Go through the entries below. Copy each line in which "HashSet" appears.

━━━━━ Given information ━━━━━

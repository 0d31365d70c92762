//! Booking a whole ledger.
//!
//! Walks date-sorted directives, keeps one inventory per account and books
//! every posting with [`book`]. Postings that matched lots are rewritten to
//! carry the concrete lot cost, one posting per lot, so later stages see
//! complete weights.

use serde::{Deserialize, Serialize};
use std::collections::HashMap;
use thiserror::Error;
use tracing::debug;

use beanroot_core::{
    location_of, BookingMethod, CostSpec, Directive, Inventory, Location, NaiveDate, Posting,
    Transaction,
};

use crate::book::{book, BookingConfig, BookingError, BookingRequest};

/// A booking error with the transaction it came from.
#[derive(Debug, Clone, PartialEq, Eq, Error, Serialize, Deserialize)]
#[error("{date}: {error}")]
pub struct BookingFailure {
    /// Transaction date.
    pub date: NaiveDate,
    /// Where the transaction was written.
    pub location: Option<Location>,
    /// What went wrong.
    #[source]
    pub error: BookingError,
}

/// Booked directives and the errors found along the way.
#[derive(Debug, Clone, Default)]
pub struct BookedLedger {
    /// Directives with reducing postings split per lot.
    pub directives: Vec<Directive>,
    /// Postings that could not be booked cleanly.
    pub errors: Vec<BookingFailure>,
}

/// Per-account booking methods declared on `open` directives.
///
/// An unparseable method name is reported and falls back to `default`.
pub fn account_methods(
    directives: &[Directive],
    default: BookingMethod,
) -> (HashMap<String, BookingMethod>, Vec<BookingFailure>) {
    let mut methods = HashMap::new();
    let mut errors = Vec::new();
    for directive in directives {
        let Directive::Open(open) = directive else {
            continue;
        };
        let method = match open.booking.as_deref().map(str::parse::<BookingMethod>) {
            None => default,
            Some(Ok(method)) => method,
            Some(Err(_)) => {
                errors.push(BookingFailure {
                    date: open.date,
                    location: location_of(&open.meta),
                    error: BookingError::UnknownMethod {
                        account: open.account.clone(),
                        method: open.booking.clone().unwrap_or_default(),
                    },
                });
                default
            }
        };
        methods.insert(open.account.clone(), method);
    }
    (methods, errors)
}

/// Book every transaction of date-sorted `directives`.
pub fn book_transactions(directives: Vec<Directive>, config: &BookingConfig) -> BookedLedger {
    let (methods, mut errors) = account_methods(&directives, config.default_method);
    let mut inventories: HashMap<String, Inventory> = HashMap::new();

    let directives = directives
        .into_iter()
        .map(|directive| match directive {
            Directive::Transaction(txn) => Directive::Transaction(book_transaction(
                txn,
                &methods,
                &mut inventories,
                config,
                &mut errors,
            )),
            other => other,
        })
        .collect();

    debug!(
        accounts = inventories.len(),
        errors = errors.len(),
        "booked transactions"
    );
    BookedLedger { directives, errors }
}

fn book_transaction(
    mut txn: Transaction,
    methods: &HashMap<String, BookingMethod>,
    inventories: &mut HashMap<String, Inventory>,
    config: &BookingConfig,
    errors: &mut Vec<BookingFailure>,
) -> Transaction {
    let location = location_of(&txn.meta);
    let mut postings = Vec::with_capacity(txn.postings.len());
    for posting in std::mem::take(&mut txn.postings) {
        let Some(units) = posting.units.clone() else {
            postings.push(posting);
            continue;
        };
        let request = BookingRequest {
            account: &posting.account,
            units: &units,
            cost: posting.cost.as_ref(),
            date: txn.date,
            method: methods
                .get(&posting.account)
                .copied()
                .unwrap_or(config.default_method),
        };
        let inventory = inventories.entry(posting.account.clone()).or_default();
        let outcome = book(inventory, &request, config);
        if let Some(error) = outcome.error {
            errors.push(BookingFailure {
                date: txn.date,
                location: location.clone(),
                error,
            });
        }
        if outcome.legs.is_empty() {
            postings.push(posting);
            continue;
        }
        for leg in outcome.legs {
            let mut split = posting.clone();
            split.units = Some(leg.units);
            if let Some(cost) = &leg.cost {
                split.cost = Some(CostSpec::from(cost));
            }
            postings.push(split);
        }
    }
    txn.postings = merge_legs(postings);
    txn
}

/// Fold legs that landed on the same lot back into one posting.
fn merge_legs(postings: Vec<Posting>) -> Vec<Posting> {
    let mut merged: Vec<Posting> = Vec::with_capacity(postings.len());
    for posting in postings {
        if let Some(last) = merged.last_mut() {
            if last.account == posting.account
                && last.cost.is_some()
                && last.cost == posting.cost
                && last.price == posting.price
            {
                if let (Some(a), Some(b)) = (&mut last.units, &posting.units) {
                    if a.currency == b.currency {
                        if let Some(sum) = a.number.checked_add(b.number) {
                            a.number = sum;
                            continue;
                        }
                    }
                }
            }
        }
        merged.push(posting);
    }
    merged
}
//! Plugin lookup by name.

use std::collections::{BTreeMap, HashSet};
use std::sync::{Arc, Mutex, PoisonError};
use tracing::warn;

use crate::native::{AutoAccountsPlugin, FilterFuturePlugin, ImplicitPricesPlugin};
use crate::Plugin;

/// Prefix accepted in front of registered names.
pub const PLUGIN_PREFIX: &str = "beancount.plugins.";

/// Name to plugin table.
///
/// Built once and handed to the loader; there is no global registry.
#[derive(Clone, Default)]
pub struct PluginRegistry {
    plugins: BTreeMap<String, Arc<dyn Plugin>>,
}

impl std::fmt::Debug for PluginRegistry {
    fn fmt(&self, f: &mut std::fmt::Formatter<'_>) -> std::fmt::Result {
        f.debug_list().entries(self.plugins.keys()).finish()
    }
}

impl PluginRegistry {
    /// A registry with no plugins.
    #[must_use]
    pub fn empty() -> Self {
        Self::default()
    }

    /// A registry with the native plugins.
    #[must_use]
    pub fn builtin() -> Self {
        let mut registry = Self::empty();
        registry.register(AutoAccountsPlugin);
        registry.register(ImplicitPricesPlugin);
        registry.register(FilterFuturePlugin);
        registry
    }

    /// Add `plugin` under its own name, replacing any previous one.
    pub fn register(&mut self, plugin: impl Plugin + 'static) {
        self.plugins
            .insert(plugin.name().to_string(), Arc::new(plugin));
    }

    /// Look up `name`, with or without [`PLUGIN_PREFIX`].
    #[must_use]
    pub fn find(&self, name: &str) -> Option<Arc<dyn Plugin>> {
        let name = name.strip_prefix(PLUGIN_PREFIX).unwrap_or(name);
        self.plugins.get(name).cloned()
    }

    /// Registered names in order.
    pub fn names(&self) -> impl Iterator<Item = &str> {
        self.plugins.keys().map(String::as_str)
    }
}

/// Old plugin names and their replacements.
///
/// Resolving an old name warns once per name for the life of the table.
#[derive(Debug)]
pub struct DeprecatedPlugins {
    renames: BTreeMap<String, String>,
    warned: Mutex<HashSet<String>>,
}

impl Default for DeprecatedPlugins {
    fn default() -> Self {
        Self::new([
            (
                "beancount.ops.auto_accounts",
                "beancount.plugins.auto_accounts",
            ),
            (
                "beancount.ops.implicit_prices",
                "beancount.plugins.implicit_prices",
            ),
        ])
    }
}

impl DeprecatedPlugins {
    /// A table of `(old, new)` names.
    pub fn new<'a>(renames: impl IntoIterator<Item = (&'a str, &'a str)>) -> Self {
        Self {
            renames: renames
                .into_iter()
                .map(|(old, new)| (old.to_string(), new.to_string()))
                .collect(),
            warned: Mutex::new(HashSet::new()),
        }
    }

    /// The name to look up for `name`.
    pub fn resolve<'a>(&'a self, name: &'a str) -> &'a str {
        let Some(replacement) = self.renames.get(name) else {
            return name;
        };
        let mut warned = self.warned.lock().unwrap_or_else(PoisonError::into_inner);
        if warned.insert(name.to_string()) {
            warn!(
                plugin = name,
                replacement = replacement.as_str(),
                "plugin name is deprecated"
            );
        }
        replacement
    }

    /// True once `name` has been resolved through this table.
    pub fn was_warned(&self, name: &str) -> bool {
        self.warned
            .lock()
            .unwrap_or_else(PoisonError::into_inner)
            .contains(name)
    }
}

#[cfg(test)]
mod tests {
    use super::*;

    #[test]
    fn test_find_with_prefix() {
        let registry = PluginRegistry::builtin();
        assert!(registry.find("auto_accounts").is_some());
        assert!(registry.find("beancount.plugins.implicit_prices").is_some());
        assert!(registry.find("beancount.plugins.nope").is_none());
        assert_eq!(
            registry.names().collect::<Vec<_>>(),
            vec!["auto_accounts", "filter_future", "implicit_prices"]
        );
    }

    #[test]
    fn test_deprecated_warns_once() {
        let table = DeprecatedPlugins::default();
        assert!(!table.was_warned("beancount.ops.auto_accounts"));
        assert_eq!(
            table.resolve("beancount.ops.auto_accounts"),
            "beancount.plugins.auto_accounts"
        );
        assert!(table.was_warned("beancount.ops.auto_accounts"));
        assert_eq!(
            table.resolve("beancount.ops.auto_accounts"),
            "beancount.plugins.auto_accounts"
        );
        assert_eq!(table.resolve("mine.plugin"), "mine.plugin");
        assert!(!table.was_warned("mine.plugin"));
    }
}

━━━━━

◆ Output of the exercise:
use std::collections::{BTreeMap, HashSet};
    warned: Mutex<HashSet<String>>,
            warned: Mutex::new(HashSet::new()),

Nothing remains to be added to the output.